The recent decision was in respect of a residential apartment. Other GST provisions may change the outcome purchasers for commercial and retail property under lease. However, the principles adopted by the Federal Court to reach its decision appear equally applicable to any property purchased under lease. The decision casts doubt that a purchaser of leased commercial or retail property under lease itself makes a taxable supply of the property by way of lease to the existing tenant.
The Commissioner has applied for special leave from the High Court to appeal the decision. There is no guarantee that the High Court will grant special leave to appeal. Even if it does, there is no guarantee that the Federal Court decision will be overturned or that the eventual decision will apply to commercial or retail properties. Thus, the state of play is that the decision is being treated by some purchasers of commercial or retail property under lease as support for the view that they are not required to pay GST and that view may prevail through the resolution of the current dispute in progress.
What should commercial and retail lessors do now?
Commercial & retail lessors should definitely continue to collect GST on rentals from tenants now and into the future. In respect of the question whether that GST should be remitted to the ATO, we invite you to contact Stephen Baxter at our firm. We will advise you which commercial and retail leases may be affected, what are the risks in not remitting the GST to the ATO, what is the support for the retention of the GST monies should the Commissioner not succeed in his appeal and what are the precedents for the waiving of any GIC and penalties should the commissioner ultimately be successful.

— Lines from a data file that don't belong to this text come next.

//! Explicitly constructed registry of live agents.
//!
//! Each agent sits behind its own `tokio::sync::Mutex`. A collaboration holds
//! the locks of all its participants until it finishes, so collaborations
//! that share an agent run one after the other.

use std::collections::HashMap;
use std::sync::Arc;

use tokio::sync::{Mutex, RwLock};

use crate::agent::Agent;
use crate::config::AgentDefinition;
use crate::errors::EnsembleError;

#[derive(Clone)]
pub struct AgentHandle {
    pub id: String,
    pub profile: AgentDefinition,
    pub agent: Arc<Mutex<Agent>>,
}

impl std::fmt::Debug for AgentHandle {
    fn fmt(&self, f: &mut std::fmt::Formatter<'_>) -> std::fmt::Result {
        f.debug_struct("AgentHandle")
            .field("id", &self.id)
            .field("profile", &self.profile)
            .finish_non_exhaustive()
    }
}

impl AgentHandle {
    pub fn name(&self) -> &str {
        &self.profile.name
    }
}

#[derive(Default)]
pub struct AgentRegistry {
    agents: RwLock<HashMap<String, AgentHandle>>,
    order: RwLock<Vec<String>>,
}

impl AgentRegistry {
    pub fn new() -> Self {
        Self::default()
    }

    pub async fn register(&self, agent: Agent) -> Result<AgentHandle, EnsembleError> {
        let id = agent.id().to_string();
        let mut agents = self.agents.write().await;
        if agents.contains_key(&id) {
            return Err(EnsembleError::ValidationError(format!(
                "Agent '{}' is already registered",
                id
            )));
        }

        let handle = AgentHandle {
            id: id.clone(),
            profile: agent.profile().clone(),
            agent: Arc::new(Mutex::new(agent)),
        };
        agents.insert(id.clone(), handle.clone());
        self.order.write().await.push(id.clone());
        log::info!("Registered agent '{}' ({})", handle.name(), id);
        Ok(handle)
    }

    pub async fn get(&self, id: &str) -> Option<AgentHandle> {
        self.agents.read().await.get(id).cloned()
    }

    pub async fn find_by_name(&self, name: &str) -> Option<AgentHandle> {
        self.agents
            .read()
            .await
            .values()
            .find(|handle| handle.name() == name)
            .cloned()
    }

    /// Handles in registration order.
    pub async fn list(&self) -> Vec<AgentHandle> {
        let agents = self.agents.read().await;
        self.order
            .read()
            .await
            .iter()
            .filter_map(|id| agents.get(id).cloned())
            .collect()
    }

    pub async fn ids(&self) -> Vec<String> {
        self.order.read().await.clone()
    }

    pub async fn len(&self) -> usize {
        self.agents.read().await.len()
    }

    pub async fn is_empty(&self) -> bool {
        self.agents.read().await.is_empty()
    }

    /// Removes the agent and cleans it up. Returns whether it was registered.
    pub async fn remove(&self, id: &str) -> bool {
        let removed = self.agents.write().await.remove(id);
        self.order.write().await.retain(|existing| existing != id);
        match removed {
            Some(handle) => {
                handle.agent.lock().await.cleanup();
                log::info!("Removed agent '{}' ({})", handle.name(), id);
                true
            }
            None => false,
        }
    }

    /// Cleans up and drops every agent.
    pub async fn shutdown(&self) {
        let handles: Vec<AgentHandle> = self.agents.write().await.drain().map(|(_, h)| h).collect();
        self.order.write().await.clear();
        for handle in handles {
            handle.agent.lock().await.cleanup();
        }
        log::info!("Agent registry shut down");
    }
}
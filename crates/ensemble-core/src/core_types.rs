//! Message types exchanged between agents and language models
//!
//! These structures follow the OpenAI chat format closely so that the HTTP
//! client can serialize them with little translation, while the orchestrator
//! uses the same `Message` type to hand collaboration history to each agent.

use serde::{Deserialize, Serialize};
use serde_json::Value;

#[derive(Debug, Serialize, Deserialize, Clone, Copy, PartialEq, Eq)]
#[serde(rename_all = "lowercase")]
pub enum Role {
    System,
    User,
    Assistant,
    Tool,
}

impl Role {
    pub fn as_str(&self) -> &'static str {
        match self {
            Role::System => "system",
            Role::User => "user",
            Role::Assistant => "assistant",
            Role::Tool => "tool",
        }
    }
}

#[derive(Debug, Serialize, Deserialize, Clone)]
pub struct Message {
    pub role: Role,
    pub content: String,
    #[serde(skip_serializing_if = "Option::is_none")]
    pub tool_call_id: Option<String>,
    #[serde(skip_serializing_if = "Option::is_none")]
    pub tool_calls: Option<Vec<ToolCall>>,
}

impl Message {
    pub fn new(role: Role, content: impl Into<String>) -> Self {
        Self {
            role,
            content: content.into(),
            tool_call_id: None,
            tool_calls: None,
        }
    }

    pub fn system(content: impl Into<String>) -> Self {
        Self::new(Role::System, content)
    }

    pub fn user(content: impl Into<String>) -> Self {
        Self::new(Role::User, content)
    }

    pub fn assistant(content: impl Into<String>) -> Self {
        Self::new(Role::Assistant, content)
    }

    pub fn tool_result(tool_call_id: Option<String>, content: impl Into<String>) -> Self {
        Self {
            role: Role::Tool,
            content: content.into(),
            tool_call_id,
            tool_calls: None,
        }
    }
}

#[derive(Debug, Serialize, Deserialize, Clone)]
pub struct ToolCall {
    pub id: Option<String>,
    pub name: String,
    pub arguments: Value,
}

#[derive(Debug, Serialize, Deserialize, Clone)]
pub struct Usage {
    pub prompt_tokens: u32,
    pub completion_tokens: u32,
    pub total_tokens: u32,
}

#[derive(Debug, Serialize, Deserialize, Clone)]
pub struct LLMResponse {
    pub content: Option<String>,
    pub tool_calls: Option<Vec<ToolCall>>,
    #[serde(skip_serializing_if = "Option::is_none")]
    pub finish_reason: Option<String>,
    #[serde(skip_serializing_if = "Option::is_none")]
    pub usage: Option<Usage>,
}

impl LLMResponse {
    pub fn text(content: impl Into<String>) -> Self {
        Self {
            content: Some(content.into()),
            tool_calls: None,
            finish_reason: Some("stop".to_string()),
            usage: None,
        }
    }
}
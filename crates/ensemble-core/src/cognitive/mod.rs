//! Per-agent perceive, reason, decide, plan and learn pipeline.
//!
//! [`CognitiveProcessor`] wraps the pure stages in [`classify`] and keeps the
//! history an agent accumulates across turns: the latest perception, every
//! reasoning step and decision, the active plan, and feedback records.

pub mod classify;
pub mod types;

use chrono::Utc;
use serde_json::Value;

pub use types::*;

#[derive(Debug)]
pub struct CognitiveProcessor {
    agent_id: String,
    agent_name: String,
    current_perception: Option<Perception>,
    reasoning_chain: Vec<ReasoningStep>,
    decisions: Vec<Decision>,
    current_plan: Option<ExecutionPlan>,
    feedback_history: Vec<Feedback>,
}

impl CognitiveProcessor {
    pub fn new(agent_id: impl Into<String>, agent_name: impl Into<String>) -> Self {
        Self {
            agent_id: agent_id.into(),
            agent_name: agent_name.into(),
            current_perception: None,
            reasoning_chain: Vec::new(),
            decisions: Vec::new(),
            current_plan: None,
            feedback_history: Vec::new(),
        }
    }

    pub fn agent_id(&self) -> &str {
        &self.agent_id
    }

    pub fn agent_name(&self) -> &str {
        &self.agent_name
    }

    pub fn perceive<T>(
        &mut self,
        message: &str,
        context: &[T],
        available_tools: &[String],
        collaboration_info: Option<&Value>,
    ) -> Perception {
        let perception = classify::perceive(message, context, available_tools, collaboration_info);
        log::debug!(
            "[{}] perceived complexity={} intent={} urgency={}",
            self.agent_name,
            perception.complexity.as_str(),
            perception.intent.as_str(),
            perception.urgency.as_str()
        );
        self.current_perception = Some(perception.clone());
        perception
    }

    pub fn reason(
        &mut self,
        perception: &Perception,
        goal: &str,
        constraints: &[String],
    ) -> ReasoningStep {
        let step = classify::reason(perception, goal, constraints);
        self.reasoning_chain.push(step.clone());
        step
    }

    pub fn decide(&mut self, reasoning: &ReasoningStep, perception: &Perception) -> Decision {
        let decision = classify::decide(reasoning, perception);
        log::debug!(
            "[{}] decided {} (confidence {:.2})",
            self.agent_name,
            decision.decision_type.as_str(),
            decision.confidence
        );
        self.decisions.push(decision.clone());
        decision
    }

    /// Build and install a fresh plan, replacing any previous one.
    pub fn plan_execution(&mut self, decision: &Decision, task_description: &str) -> ExecutionPlan {
        let now = Utc::now();
        let plan = ExecutionPlan {
            task_id: format!(
                "task_{}_{}_{}",
                self.agent_id,
                now.timestamp_micros(),
                &uuid::Uuid::new_v4().simple().to_string()[..8]
            ),
            task_description: task_description.to_string(),
            decision_type: decision.decision_type,
            steps: classify::plan_steps(decision),
            current_step: 0,
            status: PlanStatus::Pending,
            results: Vec::new(),
            created_at: now,
        };
        self.current_plan = Some(plan.clone());
        plan
    }

    pub fn process_feedback(
        &mut self,
        result: &str,
        expected_outcome: Option<&str>,
        success: bool,
    ) -> Feedback {
        let mut lessons_learned = Vec::new();
        let mut adjustments = Vec::new();

        if success {
            lessons_learned.push("Approach was successful".to_string());
            if let Some(expected) = expected_outcome {
                if classify::outcomes_match(result, expected) {
                    lessons_learned.push("Result matches expectations".to_string());
                } else {
                    lessons_learned
                        .push("Result differs from expectations but still successful".to_string());
                    adjustments.push("Consider revising expectations or approach".to_string());
                }
            }
        } else {
            lessons_learned.push("Approach failed".to_string());
            adjustments.push("Try alternative approach".to_string());
            adjustments.push("Consider using tools or requesting help".to_string());
            if let Some(last) = self.reasoning_chain.last() {
                adjustments.push(format!("Reconsider approach: {}", last.conclusion));
            }
        }

        let feedback = Feedback {
            result: result.to_string(),
            expected_outcome: expected_outcome.map(str::to_string),
            success,
            lessons_learned,
            adjustments,
            timestamp: Utc::now(),
        };
        self.feedback_history.push(feedback.clone());
        feedback
    }

    /// No-op without a current plan.
    pub fn update_plan_status(
        &mut self,
        step_number: usize,
        status: PlanStatus,
        result: Option<String>,
    ) {
        let Some(plan) = self.current_plan.as_mut() else {
            return;
        };

        plan.current_step = step_number;
        if status == PlanStatus::Completed {
            if let Some(result) = result {
                plan.results.push(StepResult {
                    step: step_number,
                    result,
                    timestamp: Utc::now(),
                });
            }
        }

        plan.status = if step_number >= plan.steps.len() {
            PlanStatus::Completed
        } else {
            PlanStatus::InProgress
        };
    }

    pub fn current_plan(&self) -> Option<&ExecutionPlan> {
        self.current_plan.as_ref()
    }

    pub fn current_perception(&self) -> Option<&Perception> {
        self.current_perception.as_ref()
    }

    pub fn reasoning_chain(&self) -> &[ReasoningStep] {
        &self.reasoning_chain
    }

    pub fn decisions(&self) -> &[Decision] {
        &self.decisions
    }

    pub fn feedback_history(&self) -> &[Feedback] {
        &self.feedback_history
    }

    pub fn state_summary(&self) -> CognitiveState {
        CognitiveState {
            perception: self.current_perception.clone(),
            reasoning_chain_length: self.reasoning_chain.len(),
            decision_count: self.decisions.len(),
            current_plan: self.current_plan.clone(),
            feedback_history_length: self.feedback_history.len(),
        }
    }
}
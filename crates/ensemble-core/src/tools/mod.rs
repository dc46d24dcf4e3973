//! Tool system for extending agent capabilities
//!
//! The registry merges built-in tools with tools discovered from external
//! sources. External tools are registered as `"{source}_{tool}"`, and
//! rediscovery overwrites same-named entries. Every execution goes through a
//! TTL and size bounded result cache and an execution tracker. Failures of any
//! kind come back as a failed [`ToolOutcome`], never as an error.

use async_trait::async_trait;
use serde::Serialize;
use serde_json::Value;
use std::collections::{BTreeMap, BTreeSet, HashMap};
use std::sync::Arc;
use std::time::{Duration, Instant};

use crate::config::ToolsConfig;
use crate::errors::EnsembleError;
use crate::llm::ToolMetadata;

pub mod builtin;
pub mod cache;
pub mod mcp_client;
pub mod rmcp_client;
pub mod tracker;

pub use builtin::{TextExtractKeywordsTool, TextSummarizeTool};
pub use cache::{CacheStats, ToolResultCache};
pub use mcp_client::{ExternalToolInfo, ExternalTools, MockExternalTools};
pub use rmcp_client::{McpToolServers, RMCPClient};
pub use tracker::{ExecutionRecord, ExecutionTracker, ToolStats};

// Core Tool trait that every built-in tool implements
#[async_trait]
pub trait Tool: Send + Sync {
    fn capability(&self) -> ToolCapability;
    async fn execute(&self, arguments: Value) -> Result<Value, EnsembleError>;
}

#[derive(Debug, Clone, Serialize, PartialEq)]
pub struct ToolCapability {
    pub name: String,
    pub description: String,
    pub category: String,
    pub parameters: Value,
    #[serde(skip_serializing_if = "Option::is_none")]
    pub source_server: Option<String>,
    pub is_builtin: bool,
}

impl ToolCapability {
    pub fn builtin(name: &str, description: &str, category: &str, parameters: Value) -> Self {
        Self {
            name: name.to_string(),
            description: description.to_string(),
            category: category.to_string(),
            parameters,
            source_server: None,
            is_builtin: true,
        }
    }

    pub fn external(source: &str, info: &ExternalToolInfo) -> Self {
        Self {
            name: format!("{}_{}", source, info.name),
            description: info.description.clone(),
            category: source.to_string(),
            parameters: info.input_schema.clone(),
            source_server: Some(source.to_string()),
            is_builtin: false,
        }
    }

    /// Case-insensitive substring match on name, description, or category.
    pub fn matches_query(&self, query: &str) -> bool {
        let query = query.to_lowercase();
        self.name.to_lowercase().contains(&query)
            || self.description.to_lowercase().contains(&query)
            || self.category.to_lowercase().contains(&query)
    }

    pub fn to_metadata(&self) -> ToolMetadata {
        ToolMetadata {
            name: self.name.clone(),
            description: self.description.clone(),
            input_schema: self.parameters.clone(),
        }
    }
}

/// Result of a tool execution as seen by callers.
#[derive(Debug, Clone, Serialize, PartialEq)]
pub struct ToolOutcome {
    pub success: bool,
    pub result: Option<Value>,
    pub error: Option<String>,
}

impl ToolOutcome {
    pub fn success(result: Value) -> Self {
        Self {
            success: true,
            result: Some(result),
            error: None,
        }
    }

    pub fn failure(error: impl Into<String>) -> Self {
        Self {
            success: false,
            result: None,
            error: Some(error.into()),
        }
    }

    pub fn into_tuple(self) -> (bool, Option<Value>, Option<String>) {
        (self.success, self.result, self.error)
    }
}

#[derive(Debug, Clone, Serialize)]
pub struct ExecutionReport {
    pub total_tools: usize,
    pub builtin_tools: usize,
    pub external_tools: usize,
    pub tool_statistics: BTreeMap<String, ToolStats>,
    pub most_used_tools: Vec<(String, u64)>,
    pub cache_stats: CacheStats,
}

pub struct ToolRegistry {
    capabilities: BTreeMap<String, ToolCapability>,
    builtins: HashMap<String, Arc<dyn Tool>>,
    external: Option<Arc<dyn ExternalTools>>,
    cache: ToolResultCache,
    tracker: ExecutionTracker,
}

impl ToolRegistry {
    pub fn new(config: &ToolsConfig) -> Self {
        let mut registry = Self {
            capabilities: BTreeMap::new(),
            builtins: HashMap::new(),
            external: None,
            cache: ToolResultCache::new(
                Duration::from_secs(config.cache_ttl_secs),
                config.cache_max_size,
            ),
            tracker: ExecutionTracker::new(config.history_limit),
        };
        registry.register_tool(Arc::new(TextSummarizeTool::new()));
        registry.register_tool(Arc::new(TextExtractKeywordsTool::new()));
        registry
    }

    pub fn register_tool(&mut self, tool: Arc<dyn Tool>) {
        let capability = tool.capability();
        self.builtins.insert(capability.name.clone(), tool);
        self.capabilities.insert(capability.name.clone(), capability);
    }

    /// Register every tool the external source lists and return the full capability list.
    ///
    /// Listing failures are logged and leave previously registered tools in place.
    pub async fn discover(&mut self, external: Arc<dyn ExternalTools>) -> Vec<ToolCapability> {
        match external.list_tools().await {
            Ok(sources) => {
                for (source, tools) in sources {
                    for info in &tools {
                        let capability = ToolCapability::external(&source, info);
                        log::debug!("Registered external tool {}", capability.name);
                        self.capabilities.insert(capability.name.clone(), capability);
                    }
                    log::info!("Discovered {} tools from {}", tools.len(), source);
                }
            }
            Err(e) => log::error!("Error discovering external tools: {}", e),
        }
        self.external = Some(external);
        self.list_tools()
    }

    pub fn list_tools(&self) -> Vec<ToolCapability> {
        self.capabilities.values().cloned().collect()
    }

    pub fn get_tool(&self, name: &str) -> Option<&ToolCapability> {
        self.capabilities.get(name)
    }

    pub fn tool_metadata(&self) -> Vec<ToolMetadata> {
        self.capabilities.values().map(ToolCapability::to_metadata).collect()
    }

    pub fn tool_names(&self) -> Vec<String> {
        self.capabilities.keys().cloned().collect()
    }

    pub fn tool_count(&self) -> usize {
        self.capabilities.len()
    }

    pub fn categories(&self) -> Vec<String> {
        self.capabilities
            .values()
            .map(|c| c.category.clone())
            .collect::<BTreeSet<_>>()
            .into_iter()
            .collect()
    }

    pub fn search(&self, query: Option<&str>, category: Option<&str>) -> Vec<ToolCapability> {
        self.capabilities
            .values()
            .filter(|c| category.map_or(true, |cat| c.category == cat))
            .filter(|c| query.map_or(true, |q| c.matches_query(q)))
            .cloned()
            .collect()
    }

    pub async fn execute(&mut self, name: &str, arguments: Value, use_cache: bool) -> ToolOutcome {
        if use_cache {
            if let Some(cached) = self.cache.get(name, &arguments) {
                self.tracker
                    .record(name, &arguments, Some(&cached), true, 0.0, None);
                return ToolOutcome::success(cached);
            }
        }

        let Some(capability) = self.capabilities.get(name).cloned() else {
            return ToolOutcome::failure(format!("Tool '{}' not found", name));
        };

        let started = Instant::now();
        let result = if capability.is_builtin {
            match self.builtins.get(name) {
                Some(tool) => tool.execute(arguments.clone()).await,
                None => Err(EnsembleError::InternalError(format!(
                    "Built-in tool '{}' has no handler",
                    name
                ))),
            }
        } else {
            let Some(external) = self.external.clone() else {
                return ToolOutcome::failure("MCP client not available");
            };
            let Some((source, tool)) = split_external_name(&capability) else {
                return ToolOutcome::failure(format!("Invalid tool name format: {}", name));
            };
            external.call_tool(&source, &tool, arguments.clone()).await
        };
        let duration = started.elapsed().as_secs_f64();

        match result {
            Ok(value) => {
                if use_cache {
                    self.cache.set(name, &arguments, value.clone());
                }
                self.tracker
                    .record(name, &arguments, Some(&value), true, duration, None);
                ToolOutcome::success(value)
            }
            Err(e) => {
                let message = e.to_string();
                log::warn!("Tool '{}' failed: {}", name, message);
                self.tracker
                    .record(name, &arguments, None, false, duration, Some(message.clone()));
                ToolOutcome::failure(message)
            }
        }
    }

    pub fn get_tool_statistics(&self, name: &str) -> Option<ToolStats> {
        self.tracker.get_tool_statistics(name)
    }

    pub fn get_execution_history(&self, name: Option<&str>, limit: usize) -> Vec<ExecutionRecord> {
        self.tracker.get_execution_history(name, limit)
    }

    pub fn get_most_used_tools(&self, limit: usize) -> Vec<(String, u64)> {
        self.tracker.get_most_used_tools(limit)
    }

    pub fn cache_stats(&self) -> CacheStats {
        self.cache.stats()
    }

    pub fn clear_cache(&mut self) {
        self.cache.clear();
    }

    pub fn execution_report(&self) -> ExecutionReport {
        let builtin_tools = self.capabilities.values().filter(|c| c.is_builtin).count();
        ExecutionReport {
            total_tools: self.capabilities.len(),
            builtin_tools,
            external_tools: self.capabilities.len() - builtin_tools,
            tool_statistics: self.tracker.all_statistics(),
            most_used_tools: self.tracker.get_most_used_tools(5),
            cache_stats: self.cache.stats(),
        }
    }
}

impl Default for ToolRegistry {
    fn default() -> Self {
        Self::new(&ToolsConfig::default())
    }
}

fn split_external_name(capability: &ToolCapability) -> Option<(String, String)> {
    if let Some(source) = &capability.source_server {
        if let Some(tool) = capability
            .name
            .strip_prefix(source.as_str())
            .and_then(|rest| rest.strip_prefix('_'))
        {
            if !tool.is_empty() {
                return Some((source.clone(), tool.to_string()));
            }
        }
    }
    capability
        .name
        .split_once('_')
        .filter(|(source, tool)| !source.is_empty() && !tool.is_empty())
        .map(|(source, tool)| (source.to_string(), tool.to_string()))
}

GST Refunds for Apartment Purchasers
The Federal Court decision may provide more direct and immediate benefit to residential property purchasers. In the past, many developers have sold new residential apartments under lease as GST-free going concerns. The property types in question have typically been serviced apartments, hotel apartments and retirement villages. The ATO has been actively imposing Div 135 increasing adjustments upon the purchasers of those properties.
Action Point: Purchasers of residential property under lease who have suffered a GST increasing adjustment can consider claiming a refund. Contact Stephen Baxter for advice to protect and claim possible GST refunds.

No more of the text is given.